Internet Explorer Officially Dies With February 14 Patch Day
With the patch day on February 14, 2023, Microsoft will herald the final step for the end of Internet Explorer. IE is retired via an update and should then no longer be able to be activated again.
death on valentines day
Now the very last chapter is being opened, because the “permanent deactivation” of Internet Explorer 11 on Windows 10 is scheduled for February 14, 2023. Support for this has not been available since mid-2022. On patch day, a regular Edge update will deal the death blow to IE. It adds a change that redirects every launch (attempt) of Internet Explorer to Edge.
The whole thing should work like this: Windows 10 users who are currently still using Internet Explorer are automatically redirected to Edge every time they start IE. Internet Explorer will no longer be usable.
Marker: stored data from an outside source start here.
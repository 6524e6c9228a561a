use crate::narrative::{NarrativeSlide, RoastNarrative, Verdict};
use crate::stats::StatsSummary;

const SPARSE_COMMITS: u64 = 20;
const EXCESSIVE_COMMITS: u64 = 1000;
const PROLIFIC_MERGES: u32 = 50;
const GHOST_COMMITS: u64 = 50;

/// Maps a [`StatsSummary`] to the four-slide roast plus verdict. Bundle
/// selection is pure threshold policy, so identical stats always yield an
/// identical narrative; which of a bundle's three phrasings gets shown is
/// the renderer's draw.
pub fn generate(stats: &StatsSummary) -> RoastNarrative {
    let slides = vec![
        commit_volume_slide(stats),
        issue_activity_slide(stats),
        pr_survival_slide(stats),
        commit_message_slide(stats),
    ];

    RoastNarrative {
        slides,
        final_verdict: final_verdict(stats),
    }
}

fn commit_volume_slide(stats: &StatsSummary) -> NarrativeSlide {
    let commits = stats.commits;
    let texts = if commits < SPARSE_COMMITS {
        vec![
            format!("You committed {commits} times. My grandma commits more code to her knitting patterns."),
            format!("Only {commits} commits? Did you forget your password for 11 months?"),
            "A quiet year. Too stealthy. Either you're a genius or you're unemployed.".to_string(),
        ]
    } else if commits > EXCESSIVE_COMMITS {
        vec![
            format!("{commits} commits. Go touch grass. Please."),
            format!("You pushed code {commits} times. Your keyboard must hate you."),
            "Productivity score: 100. Social life score: Error 404.".to_string(),
        ]
    } else {
        vec![
            format!("{commits} commits. Solid. Boring, but solid."),
            "You did the work. Nothing flashy. Just... work.".to_string(),
            "Consistency is key. You exist.".to_string(),
        ]
    };

    NarrativeSlide {
        title: "Commit Crimes".to_string(),
        text_variations: texts,
        stat: format!("{commits} Commits"),
    }
}

fn issue_activity_slide(stats: &StatsSummary) -> NarrativeSlide {
    // Saturate so the slide stays total even for a hand-built summary with
    // both counters near u32::MAX.
    let total = stats.issues_opened.saturating_add(stats.issues_closed);
    let texts = if total == 0 {
        vec![
            "Zero issues. Likely because you write zero code anyone uses.".to_string(),
            "No bugs reported? Or just no one cares enough to report them?".to_string(),
            "Clean sheet. Suspiciously clean.".to_string(),
        ]
    } else {
        vec![
            format!(
                "Opened {} cans of worms. Closed {}.",
                stats.issues_opened, stats.issues_closed
            ),
            format!("You love complaining. {} issues opened.", stats.issues_opened),
            "Bug hunter or bug breeder? You decide.".to_string(),
        ]
    };

    NarrativeSlide {
        title: "Bug Bodycount".to_string(),
        text_variations: texts,
        stat: format!("{total} Issues"),
    }
}

fn pr_survival_slide(stats: &StatsSummary) -> NarrativeSlide {
    let texts = if stats.pr_merged == 0 && stats.pr_opened > 0 {
        vec![
            format!("Output: {} PRs. Merged: 0. Ouch.", stats.pr_opened),
            "Rejected. Again. And again.".to_string(),
            "Your code is... controversial.".to_string(),
        ]
    } else if stats.pr_merged > PROLIFIC_MERGES {
        vec![
            format!(
                "Merged {} PRs. Send your team a thank you card.",
                stats.pr_merged
            ),
            "Ship it. Ship it good.".to_string(),
            "You merge more than a highway onramp.".to_string(),
        ]
    } else {
        vec![
            "Survival rate: Moderate. You're getting there.".to_string(),
            format!("Merged {} PRs. Not bad, kid.", stats.pr_merged),
            "Slow and steady wins the merge race.".to_string(),
        ]
    };

    NarrativeSlide {
        title: "PR Survival".to_string(),
        text_variations: texts,
        stat: format!("{} Merged / {} Opened", stats.pr_merged, stats.pr_opened),
    }
}

fn commit_message_slide(stats: &StatsSummary) -> NarrativeSlide {
    let worst = if stats.worst_commit_msg.is_empty() {
        "update"
    } else {
        stats.worst_commit_msg.as_str()
    };

    NarrativeSlide {
        title: "Commit Syntax".to_string(),
        text_variations: vec![
            format!("\"{worst}\" - Poet Laureate of the repository."),
            format!("Commit message: \"{worst}\". Very descriptive."),
            format!("When you wrote \"{worst}\", what were you feeling?"),
        ],
        stat: "Actual Commit Msg".to_string(),
    }
}

fn final_verdict(stats: &StatsSummary) -> Verdict {
    let summaries = if stats.commits < GHOST_COMMITS {
        vec![
            "The \"Ghost\". You were barely there.".to_string(),
            "Verdict: Lurker.".to_string(),
            "I've seen more activity in a cemetery.".to_string(),
        ]
    } else {
        vec![
            "You coded. You merged. You survived.".to_string(),
            "Verdict: Certified Developer.".to_string(),
            "Outcome: 10x Engineer (on a log scale).".to_string(),
        ]
    };

    Verdict {
        summary_variations: summaries,
    }
}
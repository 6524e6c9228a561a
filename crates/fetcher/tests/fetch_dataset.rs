use std::sync::Arc;

use async_trait::async_trait;
use common::config::FetcherConfig;
use fetcher::{FetchError, GithubClient, ProfileFetcher};
use normalizer::models::EventKind;
use serde_json::{json, Value};

struct StubClient;

#[async_trait]
impl GithubClient for StubClient {
    async fn get_user(&self, login: &str) -> Result<Value, FetchError> {
        Ok(json!({
            "login": login,
            "avatar_url": "https://avatars.example/octocat.png"
        }))
    }

    async fn list_user_events(
        &self,
        _login: &str,
        page: u32,
        _per_page: u32,
    ) -> Result<Vec<Value>, FetchError> {
        match page {
            1 => Ok(vec![
                json!({
                    "type": "PushEvent",
                    "created_at": "2024-04-02T08:00:00Z",
                    "payload": {"size": 2, "commits": [{"sha": "a", "message": "fix"}]}
                }),
                json!({
                    "type": "IssuesEvent",
                    "created_at": "2024-04-01T19:00:00Z",
                    "payload": {"action": "opened"}
                }),
                // No created_at: undecodable, must be skipped.
                json!({"type": "PushEvent", "payload": {"size": 9}}),
            ]),
            2 => Ok(vec![json!({
                "type": "WatchEvent",
                "created_at": "2024-03-20T12:00:00Z",
                "payload": {"action": "started"}
            })]),
            _ => Ok(vec![]),
        }
    }

    async fn list_user_repos(&self, _login: &str, _limit: u32) -> Result<Vec<Value>, FetchError> {
        Ok(vec![
            json!({"full_name": "octocat/hello", "language": "Rust"}),
            json!({"full_name": "octocat/dotfiles", "language": null}),
        ])
    }
}

struct NotFoundClient;

#[async_trait]
impl GithubClient for NotFoundClient {
    async fn get_user(&self, _login: &str) -> Result<Value, FetchError> {
        Err(FetchError::NotFound)
    }

    async fn list_user_events(
        &self,
        _login: &str,
        _page: u32,
        _per_page: u32,
    ) -> Result<Vec<Value>, FetchError> {
        unreachable!("events must not be fetched for a missing user")
    }

    async fn list_user_repos(&self, _login: &str, _limit: u32) -> Result<Vec<Value>, FetchError> {
        unreachable!("repos must not be fetched for a missing user")
    }
}

struct RateLimitedClient;

#[async_trait]
impl GithubClient for RateLimitedClient {
    async fn get_user(&self, login: &str) -> Result<Value, FetchError> {
        Ok(json!({"login": login, "avatar_url": ""}))
    }

    async fn list_user_events(
        &self,
        _login: &str,
        _page: u32,
        _per_page: u32,
    ) -> Result<Vec<Value>, FetchError> {
        Err(FetchError::RateLimited)
    }

    async fn list_user_repos(&self, _login: &str, _limit: u32) -> Result<Vec<Value>, FetchError> {
        Ok(vec![])
    }
}

#[tokio::test]
async fn dataset_concatenates_pages_and_skips_bad_entries() {
    let fetcher = ProfileFetcher::new(Arc::new(StubClient), FetcherConfig::default());
    let dataset = fetcher.fetch_dataset("octocat").await.expect("dataset");

    assert_eq!(dataset.profile.login, "octocat");
    // Two decodable events from page 1, one from page 2, one skipped.
    assert_eq!(dataset.events.len(), 3);
    assert!(matches!(
        dataset.events[0].kind,
        EventKind::Push { commit_count: 2, .. }
    ));
    assert_eq!(dataset.events[2].kind, EventKind::Other);
    assert_eq!(dataset.repos.len(), 2);
    assert_eq!(dataset.repos[0].language.as_deref(), Some("Rust"));
    assert_eq!(dataset.repos[1].language, None);
}

#[tokio::test]
async fn missing_user_short_circuits_before_events() {
    let fetcher = ProfileFetcher::new(Arc::new(NotFoundClient), FetcherConfig::default());
    let err = fetcher.fetch_dataset("ghost").await.unwrap_err();
    assert!(matches!(err, FetchError::NotFound));
}

#[tokio::test]
async fn rate_limit_during_events_propagates_class() {
    let fetcher = ProfileFetcher::new(Arc::new(RateLimitedClient), FetcherConfig::default());
    let err = fetcher.fetch_dataset("busy").await.unwrap_err();
    assert!(matches!(err, FetchError::RateLimited));
}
However, IE is not automatically deleted, as Microsoft initially announced, and there is a simple reason for this: the existing installation is currently still being used for the so-called IE mode in Edge.
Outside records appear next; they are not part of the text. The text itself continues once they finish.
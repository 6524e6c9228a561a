use std::sync::Arc;

use clap::Parser;
use common::{config::AppConfig, logging, AppError, Result};
use fetcher::{FetchError, ProfileFetcher, RestGithubClient};
use normalizer::models::UserProfile;
use rand::rngs::StdRng;
use rand::{Rng, SeedableRng};
use roast::{RoastNarrative, StatsSummary};
use tracing::{info, Level};

#[derive(Debug, Parser)]
#[command(name = "gitshame", about = "Roast a GitHub user's recent public activity")]
struct Args {
    /// GitHub login to roast
    username: String,
    /// Pin the random draws (worst-commit pick and phrasing) for
    /// reproducible output
    #[arg(long)]
    seed: Option<u64>,
}

#[tokio::main]
async fn main() -> Result<()> {
    logging::init_logging(Level::INFO);
    let args = Args::parse();
    let config = AppConfig::load()?;

    let client = Arc::new(RestGithubClient::new(&config.github).map_err(AppError::http)?);
    let service = ProfileFetcher::new(client, config.fetcher.clone());

    let dataset = match service.fetch_dataset(&args.username).await {
        Ok(dataset) => dataset,
        Err(err) => {
            eprintln!("{}", user_facing_message(&err));
            std::process::exit(1);
        }
    };

    let mut rng: StdRng = match args.seed {
        Some(seed) => StdRng::seed_from_u64(seed),
        None => StdRng::from_entropy(),
    };

    let stats = roast::process(&dataset.events, &dataset.repos, &mut rng);
    let narrative = roast::generate(&stats);
    info!(
        login = %dataset.profile.login,
        commits = stats.commits,
        streak = stats.streak,
        "roast ready"
    );

    render(&dataset.profile, &stats, &narrative, &mut rng);
    Ok(())
}

fn user_facing_message(err: &FetchError) -> &'static str {
    match err {
        FetchError::NotFound => "User not found",
        FetchError::RateLimited => "Rate limit exceeded. Try again later.",
        FetchError::Network(_) | FetchError::Decode(_) => "Network error",
    }
}

fn render<R: Rng + ?Sized>(
    profile: &UserProfile,
    stats: &StatsSummary,
    narrative: &RoastNarrative,
    rng: &mut R,
) {
    for slide in &narrative.slides {
        println!("== {} ==", slide.title);
        println!("  [{}]", slide.stat);
        println!("  \"{}\"", slide.pick(rng));
        println!();
    }

    println!("== Final Verdict ==");
    println!("  @{}", profile.login);
    println!("  \"{}\"", narrative.final_verdict.pick(rng));
    println!();
    println!(
        "  Commits: {}   Issues: {}",
        stats.commits,
        stats.issues_opened.saturating_add(stats.issues_closed)
    );
}
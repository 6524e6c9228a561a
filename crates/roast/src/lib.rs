pub mod generator;
pub mod narrative;
pub mod stats;

pub use generator::generate;
pub use narrative::{NarrativeSlide, RoastNarrative, Verdict};
pub use stats::{process, StatsSummary};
“Any remaining devices that have not yet been redirected from IE11 to Microsoft Edge are scheduled to be redirected with the Microsoft Edge update scheduled for February 14, 2023,” the accompanying support post reads. “The change to using a Microsoft Edge update to disable IE is intended to provide a better user experience and help organizations transition their last remaining IE11 users to Microsoft Edge.”
The final chapter in the history of IE
Internet Explorer 11 was released in 2013. Microsoft finally replaced the Internet Explorer version 11 years ago with its successor Edge. But IE is still there, and more deeply integrated than is widely believed. This is mainly due to the fact that many companies continue to use IE for legacy applications.